----- Extracted entries
//! The offline worker: one instance per origin, driven by platform events.

use std::fmt;
use std::sync::Arc;

use bytes::Bytes;
use gymdesk_cache::CacheStorage;
use gymdesk_core::{CacheNamespace, CacheSet, OfflineConfig};
use gymdesk_net::{Fetcher, NetError, Request, Response};
use hashbrown::HashSet;
use serde_json::Value as JsonValue;
use tokio::sync::{mpsc, RwLock};
use tracing::{debug, info, trace, warn};

use crate::classify::{self, Interception};
use crate::clients::Clients;
use crate::extendable::ExtendableEvent;
use crate::lifecycle::{LifecycleManager, WorkerState};
use crate::messenger::ReplyPort;
use crate::notification::{Notification, Notifications};
use crate::strategy::{StrategyContext, StrategyTable};
use crate::sync::{NoopSync, SyncTask};
use crate::{ServiceWorkerError, WorkerEvent};

/// Events the platform delivers to the worker.
#[derive(Debug)]
pub enum PlatformEvent {
    Install,
    Activate,
    Fetch(Request),
    Push(Option<Bytes>),
    NotificationClick {
        notification: Notification,
        action: Option<String>,
    },
    Sync {
        tag: String,
    },
    PeriodicSync {
        tag: String,
    },
    Message {
        data: JsonValue,
        reply: Option<ReplyPort>,
    },
}

/// Kind of a platform event, used for handler registration.
#[derive(Debug, Clone, Copy, PartialEq, Eq, Hash, PartialOrd, Ord)]
pub enum EventKind {
    Install,
    Activate,
    Fetch,
    Push,
    NotificationClick,
    Sync,
    PeriodicSync,
    Message,
}

impl PlatformEvent {
    pub fn kind(&self) -> EventKind {
        match self {
            PlatformEvent::Install => EventKind::Install,
            PlatformEvent::Activate => EventKind::Activate,
            PlatformEvent::Fetch(_) => EventKind::Fetch,
            PlatformEvent::Push(_) => EventKind::Push,
            PlatformEvent::NotificationClick { .. } => EventKind::NotificationClick,
            PlatformEvent::Sync { .. } => EventKind::Sync,
            PlatformEvent::PeriodicSync { .. } => EventKind::PeriodicSync,
            PlatformEvent::Message { .. } => EventKind::Message,
        }
    }
}

/// Outcome of a dispatched event.
#[derive(Debug)]
pub enum EventReply {
    /// The handler ran.
    Done,
    /// No handler is registered for this kind of event.
    Ignored,
    /// Response for a fetch; `None` means the host should go to the network itself.
    Fetch(Option<Response>),
}

/// Offline request interception and caching worker.
pub struct OfflineWorker {
    pub(crate) config: Arc<OfflineConfig>,
    pub(crate) namespaces: CacheSet,
    pub(crate) storage: CacheStorage,
    pub(crate) fetcher: Arc<dyn Fetcher>,
    pub(crate) strategies: StrategyTable,
    pub(crate) lifecycle: LifecycleManager,
    pub(crate) clients: Arc<RwLock<Clients>>,
    pub(crate) notifications: Arc<RwLock<Notifications>>,
    pub(crate) sync_task: Arc<dyn SyncTask>,
    pub(crate) handlers: HashSet<EventKind>,
}

impl fmt::Debug for OfflineWorker {
    fn fmt(&self, f: &mut fmt::Formatter<'_>) -> fmt::Result {
        f.debug_struct("OfflineWorker")
            .field("namespaces", &self.namespaces)
            .field("handlers", &self.handlers)
            .finish_non_exhaustive()
    }
}

impl OfflineWorker {
    /// Create a worker and the channel its host listens on.
    pub fn new(
        config: OfflineConfig,
        storage: CacheStorage,
        fetcher: Arc<dyn Fetcher>,
    ) -> (Self, mpsc::UnboundedReceiver<WorkerEvent>) {
        let (event_tx, event_rx) = mpsc::unbounded_channel();

        let mut handlers: HashSet<EventKind> = [
            EventKind::Install,
            EventKind::Activate,
            EventKind::Fetch,
            EventKind::NotificationClick,
            EventKind::Message,
        ]
        .into_iter()
        .collect();

        let caps = config.capabilities;
        for (available, kind) in [
            (caps.push, EventKind::Push),
            (caps.background_sync, EventKind::Sync),
            (caps.periodic_sync, EventKind::PeriodicSync),
        ] {
            if available {
                handlers.insert(kind);
            } else {
                debug!(?kind, "Capability unavailable, handler not registered");
            }
        }

        let worker = Self {
            namespaces: config.namespaces(),
            strategies: StrategyTable::from_config(&config),
            lifecycle: LifecycleManager::new(event_tx.clone()),
            clients: Arc::new(RwLock::new(Clients::new(event_tx.clone()))),
            notifications: Arc::new(RwLock::new(Notifications::new(event_tx))),
            sync_task: Arc::new(NoopSync),
            config: Arc::new(config),
            storage,
            fetcher,
            handlers,
        };
        info!(version = %worker.version(), "Offline worker created");

        (worker, event_rx)
    }

    /// Use `task` for recognized sync tags.
    pub fn with_sync_task(mut self, task: Arc<dyn SyncTask>) -> Self {
        self.sync_task = task;
        self
    }

    /// Replace the strategy table.
    pub fn with_strategies(mut self, strategies: StrategyTable) -> Self {
        self.strategies = strategies;
        self
    }

    pub fn config(&self) -> &OfflineConfig {
        &self.config
    }

    /// Primary cache namespace in effect.
    pub fn version(&self) -> &CacheNamespace {
        &self.namespaces.primary
    }

    pub fn namespaces(&self) -> &CacheSet {
        &self.namespaces
    }

    pub fn storage(&self) -> &CacheStorage {
        &self.storage
    }

    pub fn lifecycle(&self) -> &LifecycleManager {
        &self.lifecycle
    }

    pub fn clients(&self) -> &Arc<RwLock<Clients>> {
        &self.clients
    }

    pub fn notifications(&self) -> &Arc<RwLock<Notifications>> {
        &self.notifications
    }

    pub async fn state(&self) -> WorkerState {
        self.lifecycle.state().await
    }

    /// Registered event kinds, in a stable order.
    pub fn registered_events(&self) -> Vec<EventKind> {
        let mut kinds: Vec<EventKind> = self.handlers.iter().copied().collect();
        kinds.sort();
        kinds
    }

    /// Route a platform event to its handler.
    ///
    /// The returned future completes when the handler does. Work the handler
    /// leaves running is registered on `lifetime`.
    pub async fn dispatch(
        &self,
        event: PlatformEvent,
        lifetime: &ExtendableEvent,
    ) -> Result<EventReply, ServiceWorkerError> {
        let kind = event.kind();
        if !self.handlers.contains(&kind) {
            trace!(?kind, "No handler registered, ignoring event");
            return Ok(EventReply::Ignored);
        }

        match event {
            PlatformEvent::Install => self.handle_install().await?,
            PlatformEvent::Activate => {
                self.handle_activate().await?;
            }
            PlatformEvent::Fetch(request) => {
                let response = self.handle_fetch(&request, lifetime).await?;
                return Ok(EventReply::Fetch(response));
            }
            PlatformEvent::Push(payload) => {
                self.handle_push(payload.as_deref()).await;
            }
            PlatformEvent::NotificationClick {
                notification,
                action,
            } => {
                self.handle_notification_click(&notification, action.as_deref())
                    .await
            }
            PlatformEvent::Sync { tag } => self.handle_sync(&tag).await,
            PlatformEvent::PeriodicSync { tag } => self.handle_periodic_sync(&tag).await,
            PlatformEvent::Message { data, reply } => self.handle_message(data, reply).await,
        }
        Ok(EventReply::Done)
    }

    /// Pre-cache the manifest.
    pub async fn handle_install(&self) -> Result<(), ServiceWorkerError> {
        self.lifecycle
            .install(
                &self.config,
                &self.namespaces,
                &self.storage,
                self.fetcher.as_ref(),
            )
            .await
    }

    /// Drop old namespaces and claim clients. Returns the deleted namespaces.
    pub async fn handle_activate(&self) -> Result<Vec<CacheNamespace>, ServiceWorkerError> {
        self.lifecycle
            .activate(&self.namespaces, &self.storage, &self.clients)
            .await
    }

    /// Answer an intercepted request.
    ///
    /// `Ok(None)` means the request is not intercepted.
    pub async fn handle_fetch(
        &self,
        request: &Request,
        lifetime: &ExtendableEvent,
    ) -> Result<Option<Response>, NetError> {
        let class = match classify::route(request) {
            Interception::Bypass => {
                trace!(method = %request.method, url = %request.url, "Request bypasses worker");
                return Ok(None);
            }
            Interception::Handle(class) => class,
        };

        let Some(route) = self.strategies.route(class) else {
            warn!(%class, "No strategy for resource class, bypassing");
            return Ok(None);
        };

        let cache = self
            .storage
            .cache(&route.namespace)
            .with_max_entries(route.max_entries);
        let ctx = StrategyContext {
            fetcher: Arc::clone(&self.fetcher),
            storage: self.storage.clone(),
            lifetime: lifetime.clone(),
        };

        debug!(url = %request.url, %class, strategy = route.strategy.name(), "Handling fetch");
        route.strategy.handle(&ctx, request, &cache).await.map(Some)
    }
}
----------
- Aim of the task: Using the listing above, say how many of its lines contain the string "Message", giving nothing but the figure.

- Result: 5